▸ **WORK INSTRUCTIONS**
Give again, exactly as written, each line of the material below starting at the line that contains "line with padding" and ending at the line that contains "let kept: String". Both ends count, and no other line does.

▸ **GIVEN INFORMATION**
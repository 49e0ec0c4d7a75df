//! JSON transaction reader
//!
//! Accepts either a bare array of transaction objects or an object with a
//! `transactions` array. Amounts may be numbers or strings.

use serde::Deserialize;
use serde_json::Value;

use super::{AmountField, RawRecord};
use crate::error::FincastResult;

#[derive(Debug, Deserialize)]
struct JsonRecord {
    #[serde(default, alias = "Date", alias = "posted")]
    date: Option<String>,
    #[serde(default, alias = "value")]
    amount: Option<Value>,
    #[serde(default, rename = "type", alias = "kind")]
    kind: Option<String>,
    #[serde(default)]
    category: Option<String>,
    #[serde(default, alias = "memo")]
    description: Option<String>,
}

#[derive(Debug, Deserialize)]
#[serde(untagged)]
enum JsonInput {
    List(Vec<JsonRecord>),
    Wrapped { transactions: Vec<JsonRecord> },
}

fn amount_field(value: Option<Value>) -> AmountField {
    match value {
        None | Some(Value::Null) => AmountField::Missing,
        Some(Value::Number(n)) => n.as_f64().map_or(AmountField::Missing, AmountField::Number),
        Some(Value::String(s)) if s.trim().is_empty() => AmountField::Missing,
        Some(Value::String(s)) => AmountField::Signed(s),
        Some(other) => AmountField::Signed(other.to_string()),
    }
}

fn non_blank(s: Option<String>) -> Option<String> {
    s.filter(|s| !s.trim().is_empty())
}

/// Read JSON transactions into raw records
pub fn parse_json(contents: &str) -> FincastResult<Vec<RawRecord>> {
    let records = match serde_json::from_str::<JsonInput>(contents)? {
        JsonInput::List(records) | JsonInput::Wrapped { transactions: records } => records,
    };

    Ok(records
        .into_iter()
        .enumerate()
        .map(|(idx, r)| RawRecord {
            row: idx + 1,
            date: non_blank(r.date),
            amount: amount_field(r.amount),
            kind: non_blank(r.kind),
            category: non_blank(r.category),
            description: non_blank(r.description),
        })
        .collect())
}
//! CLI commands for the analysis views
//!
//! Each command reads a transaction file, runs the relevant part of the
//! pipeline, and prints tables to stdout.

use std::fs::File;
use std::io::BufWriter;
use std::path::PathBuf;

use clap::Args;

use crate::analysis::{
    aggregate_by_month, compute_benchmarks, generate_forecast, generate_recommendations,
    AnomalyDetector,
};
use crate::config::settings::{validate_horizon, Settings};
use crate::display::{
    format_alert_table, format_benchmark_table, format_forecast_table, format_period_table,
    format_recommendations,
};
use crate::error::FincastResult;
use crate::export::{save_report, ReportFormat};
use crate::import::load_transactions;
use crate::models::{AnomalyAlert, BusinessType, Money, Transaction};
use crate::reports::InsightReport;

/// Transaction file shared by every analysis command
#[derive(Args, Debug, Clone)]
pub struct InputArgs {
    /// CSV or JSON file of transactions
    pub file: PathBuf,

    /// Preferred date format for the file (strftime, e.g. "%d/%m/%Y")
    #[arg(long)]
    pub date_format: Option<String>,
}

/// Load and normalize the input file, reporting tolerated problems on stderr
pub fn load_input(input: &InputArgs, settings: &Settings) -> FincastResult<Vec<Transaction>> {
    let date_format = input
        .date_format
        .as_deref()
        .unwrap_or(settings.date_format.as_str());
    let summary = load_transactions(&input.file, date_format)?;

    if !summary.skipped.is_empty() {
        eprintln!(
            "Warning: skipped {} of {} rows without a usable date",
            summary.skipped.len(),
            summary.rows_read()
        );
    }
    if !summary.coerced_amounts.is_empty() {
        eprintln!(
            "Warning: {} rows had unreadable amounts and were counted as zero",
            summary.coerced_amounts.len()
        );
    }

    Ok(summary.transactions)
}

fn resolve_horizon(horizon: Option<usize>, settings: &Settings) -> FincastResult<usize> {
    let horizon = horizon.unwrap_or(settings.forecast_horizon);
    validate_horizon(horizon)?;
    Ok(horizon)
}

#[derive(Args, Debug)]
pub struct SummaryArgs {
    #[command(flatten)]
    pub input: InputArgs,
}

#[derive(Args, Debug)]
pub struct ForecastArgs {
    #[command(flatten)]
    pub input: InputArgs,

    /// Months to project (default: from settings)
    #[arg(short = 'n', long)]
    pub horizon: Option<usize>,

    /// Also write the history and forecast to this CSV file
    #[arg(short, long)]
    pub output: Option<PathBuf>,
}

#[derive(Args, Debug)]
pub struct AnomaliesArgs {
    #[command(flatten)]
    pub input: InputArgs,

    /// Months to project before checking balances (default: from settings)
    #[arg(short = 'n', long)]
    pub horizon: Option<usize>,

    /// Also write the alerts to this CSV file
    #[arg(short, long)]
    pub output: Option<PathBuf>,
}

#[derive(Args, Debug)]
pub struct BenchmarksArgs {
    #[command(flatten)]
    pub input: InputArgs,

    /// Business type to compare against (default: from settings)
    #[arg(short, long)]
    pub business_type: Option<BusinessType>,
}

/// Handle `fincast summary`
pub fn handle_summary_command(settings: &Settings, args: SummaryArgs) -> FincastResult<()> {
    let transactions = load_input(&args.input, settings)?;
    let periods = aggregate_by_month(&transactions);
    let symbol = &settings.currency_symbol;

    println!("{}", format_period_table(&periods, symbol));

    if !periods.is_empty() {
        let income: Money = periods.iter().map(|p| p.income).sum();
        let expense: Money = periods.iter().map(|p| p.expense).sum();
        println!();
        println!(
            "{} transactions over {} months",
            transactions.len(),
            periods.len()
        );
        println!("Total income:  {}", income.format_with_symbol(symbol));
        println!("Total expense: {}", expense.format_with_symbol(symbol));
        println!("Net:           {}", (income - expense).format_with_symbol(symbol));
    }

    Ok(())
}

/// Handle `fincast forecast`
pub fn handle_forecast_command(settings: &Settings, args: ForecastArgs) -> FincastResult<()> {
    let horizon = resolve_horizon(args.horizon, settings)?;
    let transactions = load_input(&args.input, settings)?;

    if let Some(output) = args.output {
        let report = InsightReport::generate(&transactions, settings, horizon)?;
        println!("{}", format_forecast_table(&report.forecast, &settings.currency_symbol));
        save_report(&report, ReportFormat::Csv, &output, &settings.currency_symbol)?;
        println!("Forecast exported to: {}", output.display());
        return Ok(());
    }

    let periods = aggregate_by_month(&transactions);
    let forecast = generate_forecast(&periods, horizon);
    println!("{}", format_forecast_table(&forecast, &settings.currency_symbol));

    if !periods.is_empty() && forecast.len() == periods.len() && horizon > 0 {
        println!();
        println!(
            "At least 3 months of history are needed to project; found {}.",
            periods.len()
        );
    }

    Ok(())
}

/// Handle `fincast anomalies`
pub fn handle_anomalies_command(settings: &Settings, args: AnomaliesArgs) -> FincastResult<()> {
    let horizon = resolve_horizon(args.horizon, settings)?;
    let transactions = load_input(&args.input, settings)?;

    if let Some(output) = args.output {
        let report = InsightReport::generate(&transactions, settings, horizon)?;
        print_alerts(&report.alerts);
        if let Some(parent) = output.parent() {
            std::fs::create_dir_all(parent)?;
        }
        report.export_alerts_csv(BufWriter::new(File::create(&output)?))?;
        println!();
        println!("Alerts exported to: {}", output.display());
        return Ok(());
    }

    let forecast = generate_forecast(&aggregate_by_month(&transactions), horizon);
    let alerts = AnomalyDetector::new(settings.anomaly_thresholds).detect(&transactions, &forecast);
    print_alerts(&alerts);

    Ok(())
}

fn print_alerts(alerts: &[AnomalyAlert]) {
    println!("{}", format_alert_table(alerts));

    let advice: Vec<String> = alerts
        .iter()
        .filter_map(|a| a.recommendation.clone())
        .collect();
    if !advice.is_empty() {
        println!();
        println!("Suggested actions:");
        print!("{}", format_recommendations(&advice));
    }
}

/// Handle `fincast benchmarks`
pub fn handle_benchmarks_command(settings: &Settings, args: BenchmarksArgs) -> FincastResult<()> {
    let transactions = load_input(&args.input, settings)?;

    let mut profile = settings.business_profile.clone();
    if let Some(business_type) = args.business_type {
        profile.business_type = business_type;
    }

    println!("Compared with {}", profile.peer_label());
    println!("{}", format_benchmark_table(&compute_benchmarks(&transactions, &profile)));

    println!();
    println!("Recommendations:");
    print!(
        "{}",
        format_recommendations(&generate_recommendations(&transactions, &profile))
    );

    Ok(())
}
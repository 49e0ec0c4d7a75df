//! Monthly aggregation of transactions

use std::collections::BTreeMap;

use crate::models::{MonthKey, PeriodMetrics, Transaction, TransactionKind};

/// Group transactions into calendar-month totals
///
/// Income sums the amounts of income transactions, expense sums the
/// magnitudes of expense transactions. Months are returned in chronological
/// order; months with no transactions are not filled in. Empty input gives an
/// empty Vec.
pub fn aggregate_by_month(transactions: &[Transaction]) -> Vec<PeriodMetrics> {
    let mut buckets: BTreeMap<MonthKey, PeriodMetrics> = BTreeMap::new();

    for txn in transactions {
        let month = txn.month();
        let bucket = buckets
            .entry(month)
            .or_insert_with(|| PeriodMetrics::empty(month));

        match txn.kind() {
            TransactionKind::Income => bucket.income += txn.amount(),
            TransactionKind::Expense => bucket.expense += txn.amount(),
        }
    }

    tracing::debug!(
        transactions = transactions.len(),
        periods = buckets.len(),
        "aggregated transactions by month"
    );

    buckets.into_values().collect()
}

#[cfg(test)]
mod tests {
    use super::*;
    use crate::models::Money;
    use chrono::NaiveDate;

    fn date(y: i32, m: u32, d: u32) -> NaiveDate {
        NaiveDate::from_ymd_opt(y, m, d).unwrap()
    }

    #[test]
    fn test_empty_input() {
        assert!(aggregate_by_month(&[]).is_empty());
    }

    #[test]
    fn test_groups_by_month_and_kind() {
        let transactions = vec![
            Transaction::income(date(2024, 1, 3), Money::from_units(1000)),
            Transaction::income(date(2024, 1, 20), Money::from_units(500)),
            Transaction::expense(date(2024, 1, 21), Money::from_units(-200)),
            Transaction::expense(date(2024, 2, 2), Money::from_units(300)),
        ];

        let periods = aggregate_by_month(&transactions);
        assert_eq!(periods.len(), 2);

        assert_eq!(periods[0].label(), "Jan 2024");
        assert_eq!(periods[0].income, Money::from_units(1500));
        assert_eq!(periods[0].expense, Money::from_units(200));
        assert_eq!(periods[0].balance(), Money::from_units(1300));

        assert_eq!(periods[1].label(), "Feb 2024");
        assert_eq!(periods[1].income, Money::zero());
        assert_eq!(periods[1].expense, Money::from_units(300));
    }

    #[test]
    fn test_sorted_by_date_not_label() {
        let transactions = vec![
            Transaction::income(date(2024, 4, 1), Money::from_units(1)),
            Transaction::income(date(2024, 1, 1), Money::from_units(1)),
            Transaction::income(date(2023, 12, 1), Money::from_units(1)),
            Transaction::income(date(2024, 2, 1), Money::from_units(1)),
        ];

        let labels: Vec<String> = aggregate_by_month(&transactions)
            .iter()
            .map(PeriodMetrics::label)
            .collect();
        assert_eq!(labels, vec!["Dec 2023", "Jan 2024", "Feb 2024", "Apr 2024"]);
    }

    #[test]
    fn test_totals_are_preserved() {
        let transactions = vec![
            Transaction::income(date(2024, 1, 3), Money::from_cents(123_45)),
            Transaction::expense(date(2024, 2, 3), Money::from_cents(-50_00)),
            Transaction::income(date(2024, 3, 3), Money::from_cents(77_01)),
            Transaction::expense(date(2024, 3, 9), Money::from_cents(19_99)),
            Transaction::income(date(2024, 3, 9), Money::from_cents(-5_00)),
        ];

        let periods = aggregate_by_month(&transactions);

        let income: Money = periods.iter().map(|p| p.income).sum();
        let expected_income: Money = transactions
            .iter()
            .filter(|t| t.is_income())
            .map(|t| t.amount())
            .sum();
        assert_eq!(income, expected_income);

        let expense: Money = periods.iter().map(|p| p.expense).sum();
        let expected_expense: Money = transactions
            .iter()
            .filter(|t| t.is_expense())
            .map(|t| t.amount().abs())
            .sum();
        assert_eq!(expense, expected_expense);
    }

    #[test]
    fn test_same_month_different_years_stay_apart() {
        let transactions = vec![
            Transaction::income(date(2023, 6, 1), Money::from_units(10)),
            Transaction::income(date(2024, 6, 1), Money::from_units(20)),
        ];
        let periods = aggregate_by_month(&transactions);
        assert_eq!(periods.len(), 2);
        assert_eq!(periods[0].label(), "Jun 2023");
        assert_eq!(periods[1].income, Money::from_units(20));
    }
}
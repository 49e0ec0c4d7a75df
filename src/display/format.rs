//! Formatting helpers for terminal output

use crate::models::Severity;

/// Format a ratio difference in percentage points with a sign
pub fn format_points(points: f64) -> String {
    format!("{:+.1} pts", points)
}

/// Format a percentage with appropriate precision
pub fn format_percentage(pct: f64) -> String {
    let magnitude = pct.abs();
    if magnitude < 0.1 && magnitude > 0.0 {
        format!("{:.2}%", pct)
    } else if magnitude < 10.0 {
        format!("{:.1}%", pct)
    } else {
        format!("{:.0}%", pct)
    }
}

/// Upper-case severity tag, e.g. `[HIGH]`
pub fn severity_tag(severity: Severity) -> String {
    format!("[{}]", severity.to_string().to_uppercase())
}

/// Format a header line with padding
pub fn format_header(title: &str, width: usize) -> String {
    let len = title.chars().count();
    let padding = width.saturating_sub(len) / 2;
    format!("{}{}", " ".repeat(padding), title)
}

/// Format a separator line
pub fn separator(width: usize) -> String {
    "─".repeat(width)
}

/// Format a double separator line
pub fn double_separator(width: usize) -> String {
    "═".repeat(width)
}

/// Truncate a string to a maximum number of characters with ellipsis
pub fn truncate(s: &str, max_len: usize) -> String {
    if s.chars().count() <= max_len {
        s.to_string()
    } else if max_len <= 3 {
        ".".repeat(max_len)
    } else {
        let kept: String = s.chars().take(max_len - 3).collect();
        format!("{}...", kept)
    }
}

▸ **RESPONSE BELOW**
/// Format a header line with padding
pub fn format_header(title: &str, width: usize) -> String {
    let len = title.chars().count();
    let padding = width.saturating_sub(len) / 2;
    format!("{}{}", " ".repeat(padding), title)
}

/// Format a separator line
pub fn separator(width: usize) -> String {
    "─".repeat(width)
}

/// Format a double separator line
pub fn double_separator(width: usize) -> String {
    "═".repeat(width)
}

/// Truncate a string to a maximum number of characters with ellipsis
pub fn truncate(s: &str, max_len: usize) -> String {
    if s.chars().count() <= max_len {
        s.to_string()
    } else if max_len <= 3 {
        ".".repeat(max_len)
    } else {
        let kept: String = s.chars().take(max_len - 3).collect();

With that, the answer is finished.